Передо мной кустики полыни и далекое вечереющее небо. Смотрю в тетрадку, исписанную «разговором», и вижу, что это только литературные упражнения, что этими рассуждениями я малодушно исказила, загасила дух истины, живущей вокруг.
Прости меня, пустыня моя, чистота моя, одинокость моя, опять я оболгала тебя, намеренно замкнула в условный, ограниченный мир… К молчанию зовешь ты, чтоб услышать в нем голос твой, а я словами человеческими бессильно дроблю и затемняю твой лик.
Вижу маленькую желтую бабочку, — она носится низко над сухими травами, задевая за них. Зачем залетела сюда? Здесь нет меду. Сумеешь ли напитаться горечью земли?

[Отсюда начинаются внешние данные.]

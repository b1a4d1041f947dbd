use std::collections::HashMap;
use std::sync::{Arc, Mutex};

use axum::response::Response;
use serde_json::Value;

use crate::assessment::lead::{LeadEdit, LeadPolicy};
use crate::assessment::repository::{RepositoryError, SessionRepository};
use crate::assessment::responses::ResponseSet;
use crate::assessment::session::{AssessmentSession, SessionId};
use crate::assessment::taxonomy::{
    definition, standard_definitions, OptionSymbol, QuestionId, Taxonomy, TaxonomyDefinition,
    TaxonomyRegistry,
};
use crate::assessment::AssessmentService;

const RIASEC_RULES: [(char, &[&str]); 18] = [
    ('a', &["R"]),
    ('d', &["R"]),
    ('g', &["R"]),
    ('b', &["I"]),
    ('e', &["I"]),
    ('h', &["I"]),
    ('c', &["A"]),
    ('f', &["A"]),
    ('i', &["A"]),
    ('j', &["S"]),
    ('m', &["S"]),
    ('p', &["S"]),
    ('k', &["E"]),
    ('n', &["E"]),
    ('q', &["E"]),
    ('l', &["C"]),
    ('o', &["C"]),
    ('r', &["C"]),
];

/// Three-question RIASEC bank where R, I and A can each be reached twice.
pub(super) fn scenario_definition() -> TaxonomyDefinition {
    definition(
        "riasec-mini",
        &["R", "I", "A", "S", "E", "C"],
        &RIASEC_RULES,
        &[("q1", "ac"), ("q2", "ab"), ("q3", "bf")],
    )
}

pub(super) fn scenario_taxonomy() -> Arc<Taxonomy> {
    Arc::new(Taxonomy::new(scenario_definition()).expect("scenario taxonomy valid"))
}

/// Two questions where `x` feeds both categories, for multi-category contributions.
pub(super) fn overlapping_taxonomy() -> Arc<Taxonomy> {
    Arc::new(
        Taxonomy::new(definition(
            "overlap",
            &["P", "Q"],
            &[('x', &["P", "Q"]), ('y', &["Q"])],
            &[("q1", "xy"), ("q2", "xy")],
        ))
        .expect("overlap taxonomy valid"),
    )
}

pub(super) fn responses(answers: &[(&str, char)]) -> ResponseSet {
    answers
        .iter()
        .map(|(question, option)| (QuestionId::from(*question), OptionSymbol(*option)))
        .collect()
}

pub(super) fn registry() -> Arc<TaxonomyRegistry> {
    let mut definitions = standard_definitions();
    definitions.push(scenario_definition());
    Arc::new(TaxonomyRegistry::from_definitions(definitions).expect("registry builds"))
}

pub(super) fn complete_lead() -> Vec<LeadEdit> {
    vec![
        LeadEdit::Name("Priya Raman".to_string()),
        LeadEdit::Email("priya@example.edu".to_string()),
        LeadEdit::Phone("515-555-0142".to_string()),
        LeadEdit::Password("Abc123!".to_string()),
        LeadEdit::ConfirmPassword("Abc123!".to_string()),
        LeadEdit::AgreeToTerms(true),
    ]
}

pub(super) fn session() -> AssessmentSession {
    AssessmentSession::new(
        SessionId("sess-test".to_string()),
        scenario_taxonomy(),
        LeadPolicy::default(),
    )
}

pub(super) fn build_service() -> (AssessmentService<MemoryRepository>, Arc<MemoryRepository>) {
    let repository = Arc::new(MemoryRepository::default());
    let service = AssessmentService::new(registry(), repository.clone(), LeadPolicy::default());
    (service, repository)
}

#[derive(Default, Clone)]
pub(super) struct MemoryRepository {
    pub(super) sessions: Arc<Mutex<HashMap<SessionId, AssessmentSession>>>,
}

impl SessionRepository for MemoryRepository {
    fn insert(&self, session: AssessmentSession) -> Result<AssessmentSession, RepositoryError> {
        let mut guard = self.sessions.lock().expect("repository mutex poisoned");
        if guard.contains_key(session.id()) {
            return Err(RepositoryError::Conflict);
        }
        guard.insert(session.id().clone(), session.clone());
        Ok(session)
    }

    fn modify<T, F>(&self, id: &SessionId, change: F) -> Result<T, RepositoryError>
    where
        F: FnOnce(&mut AssessmentSession) -> T,
    {
        let mut guard = self.sessions.lock().expect("repository mutex poisoned");
        let session = guard.get_mut(id).ok_or(RepositoryError::NotFound)?;
        Ok(change(session))
    }

    fn fetch(&self, id: &SessionId) -> Result<Option<AssessmentSession>, RepositoryError> {
        let guard = self.sessions.lock().expect("repository mutex poisoned");
        Ok(guard.get(id).cloned())
    }

    fn remove(&self, id: &SessionId) -> Result<(), RepositoryError> {
        let mut guard = self.sessions.lock().expect("repository mutex poisoned");
        guard.remove(id).map(|_| ()).ok_or(RepositoryError::NotFound)
    }
}

pub(super) struct UnavailableRepository;

impl SessionRepository for UnavailableRepository {
    fn insert(&self, _session: AssessmentSession) -> Result<AssessmentSession, RepositoryError> {
        Err(RepositoryError::Unavailable("store offline".to_string()))
    }

    fn modify<T, F>(&self, _id: &SessionId, _change: F) -> Result<T, RepositoryError>
    where
        F: FnOnce(&mut AssessmentSession) -> T,
    {
        Err(RepositoryError::Unavailable("store offline".to_string()))
    }

    fn fetch(&self, _id: &SessionId) -> Result<Option<AssessmentSession>, RepositoryError> {
        Err(RepositoryError::Unavailable("store offline".to_string()))
    }

    fn remove(&self, _id: &SessionId) -> Result<(), RepositoryError> {
        Err(RepositoryError::Unavailable("store offline".to_string()))
    }
}

pub(super) async fn read_json_body(response: Response) -> Value {
    let body = axum::body::to_bytes(response.into_body(), 64 * 1024)
        .await
        .expect("read body");
    serde_json::from_slice(&body).expect("json payload")
}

Как-то раз, вместо печальной белой женщины, явился старик — с красивой сединой, задумчивым и строгим лицом, напоминающим портрет одного рембрандтовского старика. Почему старик? Сначала я не понимала, но обрадовалась ему. Он был еще мудрее, чем она, — я это знала, — но совсем другой. Он очень мало говорил, у нас не бывало связных бесед, — он просто успокаивал меня тишиной своей, медлительным ритмом мудро затихающей жизни. Мы ходили по горе и, приноравливаясь к его старческой походке, приучалась я к спокойным и важным движениям. Он останавливался и подолгу смотрел в даль. И когда я детски жалобно говорила: «Мне грустно, мне холодно, мне страшно», — он не отвечал прямо на это, а клал мне руку на плечо, показывал алую полосу заката и говорил, что это «апофеоз жизни», или срывал фиолетовую звездочку и любовно разглядывал ее: «Цветы — это голоса земли. В самом малом мы постигаем большое», — где-то уж слышанные, вновь ставшие верными слова.